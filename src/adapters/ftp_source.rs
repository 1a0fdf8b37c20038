use std::net::{SocketAddr, ToSocketAddrs};
use std::time::Duration;

use suppaftp::{FtpError, FtpStream};
use thiserror::Error;

/// Supplies the raw lines of the remote charging log, in file order.
pub trait LineSource {
    fn fetch_lines(&self) -> Result<Vec<String>, TransportError>;
}

impl<T: LineSource + ?Sized> LineSource for Box<T> {
    fn fetch_lines(&self) -> Result<Vec<String>, TransportError> {
        (**self).fetch_lines()
    }
}

#[derive(Debug, Error)]
pub enum TransportError {
    #[error("failed to resolve log host: {0}")]
    Resolve(std::io::Error),
    #[error("ftp connection failed: {0}")]
    Connect(#[source] FtpError),
    #[error("ftp login failed: {0}")]
    Login(#[source] FtpError),
    #[error("failed to retrieve {path}: {source}")]
    Retrieve {
        path: String,
        #[source]
        source: FtpError,
    },
    #[error("log transfer failed: {0}")]
    Io(#[from] std::io::Error),
    #[error("log retrieval cancelled")]
    Cancelled,
}

#[derive(Debug, Clone)]
pub struct FtpCredentials {
    pub user: String,
    pub password: String,
}

#[derive(Debug, Clone)]
pub struct FtpLineSource {
    host: String,
    port: u16,
    credentials: FtpCredentials,
    remote_path: String,
    timeout: Duration,
}

impl FtpLineSource {
    pub fn new(
        host: &str,
        port: u16,
        credentials: FtpCredentials,
        remote_path: &str,
        timeout: Duration,
    ) -> Self {
        Self {
            host: host.to_string(),
            port,
            credentials,
            remote_path: remote_path.to_string(),
            timeout,
        }
    }
}

fn resolve(host: &str, port: u16) -> Result<SocketAddr, TransportError> {
    let mut addrs = (host, port)
        .to_socket_addrs()
        .map_err(TransportError::Resolve)?;
    addrs.next().ok_or_else(|| {
        TransportError::Resolve(std::io::Error::new(
            std::io::ErrorKind::AddrNotAvailable,
            "no socket address resolved for log host",
        ))
    })
}

impl LineSource for FtpLineSource {
    fn fetch_lines(&self) -> Result<Vec<String>, TransportError> {
        let target = resolve(&self.host, self.port)?;
        let mut ftp =
            FtpStream::connect_timeout(target, self.timeout).map_err(TransportError::Connect)?;
        ftp.get_ref().set_read_timeout(Some(self.timeout))?;
        ftp.get_ref().set_write_timeout(Some(self.timeout))?;

        ftp.login(
            self.credentials.user.as_str(),
            self.credentials.password.as_str(),
        )
        .map_err(TransportError::Login)?;

        let buffer = ftp
            .retr_as_buffer(&self.remote_path)
            .map_err(|source| TransportError::Retrieve {
                path: self.remote_path.clone(),
                source,
            })?;

        if let Err(error) = ftp.quit() {
            tracing::debug!(error = %error, "ftp quit failed after successful transfer");
        }

        let lines = decode_lines(buffer.get_ref());
        tracing::info!(
            host = %target,
            path = %self.remote_path,
            lines = lines.len(),
            "charging log retrieved"
        );
        Ok(lines)
    }
}

/// Splits a log payload into lines, accepting LF and CRLF endings.
/// Invalid UTF-8 is replaced rather than rejected.
pub fn decode_lines(bytes: &[u8]) -> Vec<String> {
    String::from_utf8_lossy(bytes)
        .lines()
        .map(str::to_string)
        .collect()
}
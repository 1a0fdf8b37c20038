use tracing::level_filters::LevelFilter;
use tracing_subscriber::{EnvFilter, fmt};

use crate::app::AppError;

/// Installs the global subscriber. `RUST_LOG` overrides the default `info` level.
pub fn init() -> Result<(), AppError> {
    let filter = EnvFilter::builder()
        .with_default_directive(LevelFilter::INFO.into())
        .from_env_lossy();

    fmt()
        .with_env_filter(filter)
        .with_target(true)
        .try_init()
        .map_err(AppError::logging_init)
}
use chrono::{SecondsFormat, Utc};
use rusqlite::{Connection, params};
use thiserror::Error;

use crate::domain::models::ReportPeriod;

pub const LATEST_SCHEMA_VERSION: u32 = 1;

const MIGRATIONS: &[(u32, &str)] = &[(
    1,
    r#"
CREATE TABLE IF NOT EXISTS processed_periods (
    id INTEGER PRIMARY KEY AUTOINCREMENT,
    period_year INTEGER NOT NULL,
    period_month INTEGER NOT NULL,
    processed_at TEXT NOT NULL
);
"#,
)];

#[derive(Debug, Error)]
pub enum StateStoreError {
    #[error("state database operation failed: {0}")]
    Sqlite(#[from] rusqlite::Error),
    #[error("unsupported schema version {current}; latest supported is {latest}")]
    UnsupportedSchemaVersion { current: u32, latest: u32 },
    #[error("stored period {year}-{month} is invalid")]
    InvalidPeriod { year: i32, month: u32 },
}

/// Keeps the "already processed" marker of the scheduler.
pub trait ScheduleStateStore {
    fn load_last_processed(&self) -> Result<Option<ReportPeriod>, StateStoreError>;
    fn save_processed(&mut self, period: ReportPeriod) -> Result<(), StateStoreError>;
}

/// Marker held only for the lifetime of the process.
#[derive(Debug, Clone, Default)]
pub struct MemoryStateStore {
    last_processed: Option<ReportPeriod>,
}

impl ScheduleStateStore for MemoryStateStore {
    fn load_last_processed(&self) -> Result<Option<ReportPeriod>, StateStoreError> {
        Ok(self.last_processed)
    }

    fn save_processed(&mut self, period: ReportPeriod) -> Result<(), StateStoreError> {
        self.last_processed = Some(period);
        Ok(())
    }
}

pub struct SqliteStateStore {
    connection: Connection,
}

impl SqliteStateStore {
    pub fn open(path: &str) -> Result<Self, StateStoreError> {
        let mut connection = Connection::open(path)?;
        run_migrations(&mut connection)?;
        Ok(Self { connection })
    }
}

impl ScheduleStateStore for SqliteStateStore {
    fn load_last_processed(&self) -> Result<Option<ReportPeriod>, StateStoreError> {
        let mut statement = self.connection.prepare(
            "SELECT period_year, period_month
             FROM processed_periods
             ORDER BY id DESC
             LIMIT 1",
        )?;

        let mut rows = statement.query([])?;
        if let Some(row) = rows.next()? {
            let year: i32 = row.get(0)?;
            let month: u32 = row.get(1)?;
            let period = ReportPeriod::new(year, month)
                .map_err(|_| StateStoreError::InvalidPeriod { year, month })?;
            return Ok(Some(period));
        }

        Ok(None)
    }

    fn save_processed(&mut self, period: ReportPeriod) -> Result<(), StateStoreError> {
        self.connection.execute(
            "INSERT INTO processed_periods (period_year, period_month, processed_at) VALUES (?1, ?2, ?3)",
            params![
                period.year(),
                period.month(),
                Utc::now().to_rfc3339_opts(SecondsFormat::Secs, true),
            ],
        )?;
        Ok(())
    }
}

pub fn run_migrations(connection: &mut Connection) -> Result<(), StateStoreError> {
    let current_version = schema_version(connection)?;

    if current_version > LATEST_SCHEMA_VERSION {
        return Err(StateStoreError::UnsupportedSchemaVersion {
            current: current_version,
            latest: LATEST_SCHEMA_VERSION,
        });
    }

    let transaction = connection.transaction()?;

    for (version, sql) in MIGRATIONS {
        if *version > current_version {
            transaction.execute_batch(sql)?;
            transaction.pragma_update(None, "user_version", version)?;
        }
    }

    transaction.commit()?;

    Ok(())
}

pub fn schema_version(connection: &Connection) -> Result<u32, StateStoreError> {
    let version = connection.pragma_query_value(None, "user_version", |row| row.get(0))?;
    Ok(version)
}
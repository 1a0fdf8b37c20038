pub mod ftp_source;
pub mod log_file_source;
pub mod pdf_canvas;
pub mod smtp_mailer;
pub mod state_store;
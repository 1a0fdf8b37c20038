use chrono::{Datelike, NaiveDate};

use crate::domain::models::ReportPeriod;

pub trait Clock {
    fn today(&self) -> NaiveDate;
}

#[derive(Debug, Clone, Copy, PartialEq, Eq)]
pub struct ReportSchedule {
    report_day: u32,
    lookback_months: u32,
}

impl ReportSchedule {
    pub fn new(report_day: u32, lookback_months: u32) -> Self {
        Self {
            report_day: report_day.clamp(1, 31),
            lookback_months,
        }
    }

    /// Configured day, clamped to the last day of `today`'s month.
    pub fn effective_day(&self, today: NaiveDate) -> u32 {
        self.report_day.min(days_in_month(today))
    }

    pub fn is_report_day(&self, today: NaiveDate) -> bool {
        today.day() == self.effective_day(today)
    }

    pub fn target_period(&self, today: NaiveDate) -> ReportPeriod {
        ReportPeriod::containing(today).months_before(self.lookback_months)
    }
}

fn days_in_month(date: NaiveDate) -> u32 {
    let first = date.with_day(1).unwrap_or(date);
    let next = first
        .checked_add_months(chrono::Months::new(1))
        .unwrap_or(first);
    next.signed_duration_since(first).num_days().max(1) as u32
}

#[derive(Debug, Clone, Copy, PartialEq, Eq)]
pub enum ScheduleDecision {
    NotReportDay,
    AlreadyProcessed(ReportPeriod),
    /// A cycle already ran today and failed; the next chance is the next report day.
    AlreadyAttempted(NaiveDate),
    Due(ReportPeriod),
}

#[derive(Debug, Clone, Copy, Default, PartialEq, Eq)]
pub struct ScheduleState {
    last_processed: Option<ReportPeriod>,
    last_attempt: Option<NaiveDate>,
}

impl ScheduleState {
    pub fn new(last_processed: Option<ReportPeriod>) -> Self {
        Self {
            last_processed,
            last_attempt: None,
        }
    }

    pub fn last_processed(&self) -> Option<ReportPeriod> {
        self.last_processed
    }

    pub fn decide(&self, schedule: &ReportSchedule, today: NaiveDate) -> ScheduleDecision {
        if !schedule.is_report_day(today) {
            return ScheduleDecision::NotReportDay;
        }

        let target = schedule.target_period(today);
        if self.last_processed == Some(target) {
            return ScheduleDecision::AlreadyProcessed(target);
        }
        if self.last_attempt == Some(today) {
            return ScheduleDecision::AlreadyAttempted(today);
        }

        ScheduleDecision::Due(target)
    }

    pub fn record_attempt(&mut self, today: NaiveDate) {
        self.last_attempt = Some(today);
    }

    pub fn record_processed(&mut self, period: ReportPeriod) {
        self.last_processed = Some(period);
    }
}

###

Exercise prompt => Restate word for word the entries above from the line with "NaiveDate) -> ScheduleDecision" through the line with "let target = schedule.target_period(today);", inclusive, leaving out everything else.

Response to this exercise =>
    pub fn decide(&self, schedule: &ReportSchedule, today: NaiveDate) -> ScheduleDecision {
        if !schedule.is_report_day(today) {
            return ScheduleDecision::NotReportDay;
        }

        let target = schedule.target_period(today);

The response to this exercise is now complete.